Source material below:

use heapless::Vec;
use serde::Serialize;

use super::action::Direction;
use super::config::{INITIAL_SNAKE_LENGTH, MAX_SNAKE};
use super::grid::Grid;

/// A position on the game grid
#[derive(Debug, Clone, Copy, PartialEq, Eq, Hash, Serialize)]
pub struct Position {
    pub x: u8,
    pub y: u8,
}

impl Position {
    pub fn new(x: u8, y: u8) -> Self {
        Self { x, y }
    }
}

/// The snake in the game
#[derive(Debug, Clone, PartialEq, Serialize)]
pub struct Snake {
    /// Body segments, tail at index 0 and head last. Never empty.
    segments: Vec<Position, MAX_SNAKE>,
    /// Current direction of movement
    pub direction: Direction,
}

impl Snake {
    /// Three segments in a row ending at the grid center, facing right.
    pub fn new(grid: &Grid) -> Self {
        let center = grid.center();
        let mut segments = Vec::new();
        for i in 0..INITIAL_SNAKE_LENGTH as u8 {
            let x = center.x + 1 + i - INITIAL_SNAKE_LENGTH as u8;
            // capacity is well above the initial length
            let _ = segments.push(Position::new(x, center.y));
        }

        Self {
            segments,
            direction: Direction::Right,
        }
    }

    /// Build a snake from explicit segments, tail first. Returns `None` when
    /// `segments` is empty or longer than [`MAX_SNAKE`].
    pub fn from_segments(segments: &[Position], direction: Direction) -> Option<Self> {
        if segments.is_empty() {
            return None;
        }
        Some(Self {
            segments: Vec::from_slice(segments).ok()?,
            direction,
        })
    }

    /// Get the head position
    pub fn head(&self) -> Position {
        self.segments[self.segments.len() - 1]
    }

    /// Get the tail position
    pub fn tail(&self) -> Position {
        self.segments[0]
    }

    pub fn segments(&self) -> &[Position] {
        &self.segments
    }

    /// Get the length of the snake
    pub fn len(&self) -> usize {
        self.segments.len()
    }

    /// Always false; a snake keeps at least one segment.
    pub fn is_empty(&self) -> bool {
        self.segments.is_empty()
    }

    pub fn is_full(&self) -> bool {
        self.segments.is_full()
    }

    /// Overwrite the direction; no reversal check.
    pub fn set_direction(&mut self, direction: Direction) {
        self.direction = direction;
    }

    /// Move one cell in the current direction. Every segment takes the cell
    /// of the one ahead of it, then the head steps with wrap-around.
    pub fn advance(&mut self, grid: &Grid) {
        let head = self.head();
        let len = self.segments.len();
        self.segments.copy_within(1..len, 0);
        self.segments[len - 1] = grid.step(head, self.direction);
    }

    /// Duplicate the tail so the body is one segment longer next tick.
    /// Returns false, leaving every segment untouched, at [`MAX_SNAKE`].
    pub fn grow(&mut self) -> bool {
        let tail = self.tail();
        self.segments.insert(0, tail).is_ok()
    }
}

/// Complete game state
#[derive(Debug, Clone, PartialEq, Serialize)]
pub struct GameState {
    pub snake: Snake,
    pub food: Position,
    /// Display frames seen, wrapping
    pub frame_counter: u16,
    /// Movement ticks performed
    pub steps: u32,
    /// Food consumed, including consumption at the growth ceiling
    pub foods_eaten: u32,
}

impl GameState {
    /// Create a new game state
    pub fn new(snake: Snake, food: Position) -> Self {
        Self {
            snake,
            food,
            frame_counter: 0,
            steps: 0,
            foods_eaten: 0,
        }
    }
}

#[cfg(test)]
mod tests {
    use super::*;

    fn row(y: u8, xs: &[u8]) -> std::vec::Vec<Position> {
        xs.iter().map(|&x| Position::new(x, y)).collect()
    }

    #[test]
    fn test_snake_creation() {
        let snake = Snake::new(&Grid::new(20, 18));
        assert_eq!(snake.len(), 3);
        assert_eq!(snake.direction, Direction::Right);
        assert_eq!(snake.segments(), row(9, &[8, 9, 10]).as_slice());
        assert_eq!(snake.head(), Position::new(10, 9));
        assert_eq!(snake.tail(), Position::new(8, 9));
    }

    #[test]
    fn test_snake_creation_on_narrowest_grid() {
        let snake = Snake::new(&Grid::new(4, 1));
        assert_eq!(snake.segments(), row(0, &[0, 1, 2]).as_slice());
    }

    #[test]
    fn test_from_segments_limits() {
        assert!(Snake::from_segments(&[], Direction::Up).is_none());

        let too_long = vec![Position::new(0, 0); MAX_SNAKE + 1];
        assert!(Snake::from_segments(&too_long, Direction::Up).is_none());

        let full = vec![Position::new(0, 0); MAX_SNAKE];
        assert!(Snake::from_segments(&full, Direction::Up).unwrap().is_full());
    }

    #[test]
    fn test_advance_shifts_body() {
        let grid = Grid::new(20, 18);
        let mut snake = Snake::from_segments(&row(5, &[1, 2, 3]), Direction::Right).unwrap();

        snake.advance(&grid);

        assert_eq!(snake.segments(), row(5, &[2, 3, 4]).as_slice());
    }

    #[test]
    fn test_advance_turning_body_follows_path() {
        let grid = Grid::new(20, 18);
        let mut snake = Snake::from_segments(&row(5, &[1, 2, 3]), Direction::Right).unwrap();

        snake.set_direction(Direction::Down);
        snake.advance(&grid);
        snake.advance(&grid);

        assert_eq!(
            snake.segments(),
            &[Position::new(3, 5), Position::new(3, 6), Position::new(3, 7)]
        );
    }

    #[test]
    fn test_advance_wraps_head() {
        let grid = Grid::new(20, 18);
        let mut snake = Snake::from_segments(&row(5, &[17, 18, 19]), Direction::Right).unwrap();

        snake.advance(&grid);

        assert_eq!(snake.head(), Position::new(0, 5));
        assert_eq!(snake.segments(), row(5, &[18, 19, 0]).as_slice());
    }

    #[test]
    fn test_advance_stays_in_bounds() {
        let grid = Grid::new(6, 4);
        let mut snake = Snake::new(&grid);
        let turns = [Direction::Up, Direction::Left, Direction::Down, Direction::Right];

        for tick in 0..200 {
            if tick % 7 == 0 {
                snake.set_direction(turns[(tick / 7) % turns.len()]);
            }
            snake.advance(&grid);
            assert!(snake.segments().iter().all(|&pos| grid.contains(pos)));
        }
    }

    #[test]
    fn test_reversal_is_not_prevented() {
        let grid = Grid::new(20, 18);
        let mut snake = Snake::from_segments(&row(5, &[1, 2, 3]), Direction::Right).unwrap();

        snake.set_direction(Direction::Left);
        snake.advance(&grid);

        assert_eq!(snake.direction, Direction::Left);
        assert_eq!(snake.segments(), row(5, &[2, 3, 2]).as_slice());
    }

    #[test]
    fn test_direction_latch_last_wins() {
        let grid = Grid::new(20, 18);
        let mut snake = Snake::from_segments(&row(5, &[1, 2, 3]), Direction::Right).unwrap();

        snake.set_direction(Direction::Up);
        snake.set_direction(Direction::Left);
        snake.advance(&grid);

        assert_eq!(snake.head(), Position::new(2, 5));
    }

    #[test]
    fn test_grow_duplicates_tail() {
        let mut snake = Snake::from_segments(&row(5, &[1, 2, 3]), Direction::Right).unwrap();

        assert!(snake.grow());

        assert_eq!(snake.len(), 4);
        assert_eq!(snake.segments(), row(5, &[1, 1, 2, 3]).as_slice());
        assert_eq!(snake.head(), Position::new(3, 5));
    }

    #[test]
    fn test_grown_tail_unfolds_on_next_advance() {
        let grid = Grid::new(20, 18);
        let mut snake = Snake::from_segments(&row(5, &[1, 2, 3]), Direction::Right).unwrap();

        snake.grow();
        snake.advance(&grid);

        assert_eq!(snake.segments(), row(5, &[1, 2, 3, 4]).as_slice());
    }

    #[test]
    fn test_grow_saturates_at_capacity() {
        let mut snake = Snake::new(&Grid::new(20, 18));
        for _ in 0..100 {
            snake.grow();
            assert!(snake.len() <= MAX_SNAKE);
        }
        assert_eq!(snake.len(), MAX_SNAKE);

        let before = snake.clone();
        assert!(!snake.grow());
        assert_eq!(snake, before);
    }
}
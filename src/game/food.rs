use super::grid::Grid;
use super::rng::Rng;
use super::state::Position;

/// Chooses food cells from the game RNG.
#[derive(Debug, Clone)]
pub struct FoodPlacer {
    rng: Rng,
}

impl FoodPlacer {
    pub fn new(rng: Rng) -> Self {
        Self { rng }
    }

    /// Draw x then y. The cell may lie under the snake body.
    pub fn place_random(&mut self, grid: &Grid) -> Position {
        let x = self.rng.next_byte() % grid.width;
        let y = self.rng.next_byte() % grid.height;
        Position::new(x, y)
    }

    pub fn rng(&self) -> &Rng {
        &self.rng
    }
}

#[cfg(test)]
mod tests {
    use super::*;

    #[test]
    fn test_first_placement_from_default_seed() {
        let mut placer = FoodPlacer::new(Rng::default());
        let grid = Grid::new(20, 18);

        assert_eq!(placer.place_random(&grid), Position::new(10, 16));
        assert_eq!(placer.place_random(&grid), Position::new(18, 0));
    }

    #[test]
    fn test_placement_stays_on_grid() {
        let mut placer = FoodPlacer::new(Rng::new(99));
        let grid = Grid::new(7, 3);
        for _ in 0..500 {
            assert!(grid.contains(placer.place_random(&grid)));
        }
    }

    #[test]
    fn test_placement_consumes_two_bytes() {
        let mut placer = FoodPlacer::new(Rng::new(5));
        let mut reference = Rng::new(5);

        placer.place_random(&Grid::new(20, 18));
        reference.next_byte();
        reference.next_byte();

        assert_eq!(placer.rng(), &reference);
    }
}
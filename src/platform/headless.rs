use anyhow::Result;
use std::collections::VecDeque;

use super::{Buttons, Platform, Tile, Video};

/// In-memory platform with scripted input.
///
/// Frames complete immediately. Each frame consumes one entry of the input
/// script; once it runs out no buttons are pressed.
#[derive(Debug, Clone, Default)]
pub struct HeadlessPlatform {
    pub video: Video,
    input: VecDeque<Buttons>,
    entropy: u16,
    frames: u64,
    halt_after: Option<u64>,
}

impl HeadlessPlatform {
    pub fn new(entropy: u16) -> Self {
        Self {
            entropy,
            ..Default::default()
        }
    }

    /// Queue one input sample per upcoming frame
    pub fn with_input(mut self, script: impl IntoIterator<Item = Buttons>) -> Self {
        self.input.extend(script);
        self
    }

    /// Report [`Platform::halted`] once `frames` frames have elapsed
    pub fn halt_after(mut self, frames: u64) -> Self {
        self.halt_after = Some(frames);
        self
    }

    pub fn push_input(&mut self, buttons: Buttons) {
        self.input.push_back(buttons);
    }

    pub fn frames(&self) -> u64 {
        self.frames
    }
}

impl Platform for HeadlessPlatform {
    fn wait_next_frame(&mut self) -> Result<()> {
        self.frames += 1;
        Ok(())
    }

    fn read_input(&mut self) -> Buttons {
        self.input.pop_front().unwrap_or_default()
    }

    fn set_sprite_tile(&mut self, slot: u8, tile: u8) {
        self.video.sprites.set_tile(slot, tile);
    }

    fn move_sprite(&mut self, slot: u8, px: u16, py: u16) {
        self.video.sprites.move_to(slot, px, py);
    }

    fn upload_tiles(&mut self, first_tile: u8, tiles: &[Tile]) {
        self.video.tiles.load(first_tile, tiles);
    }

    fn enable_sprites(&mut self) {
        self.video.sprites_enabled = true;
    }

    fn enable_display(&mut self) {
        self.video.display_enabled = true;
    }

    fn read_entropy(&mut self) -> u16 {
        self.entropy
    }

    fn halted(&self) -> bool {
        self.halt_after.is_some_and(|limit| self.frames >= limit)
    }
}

End of Source material.

For the string "Left", tally the lines above that contain it and give only the figure.

__Answer section__: 4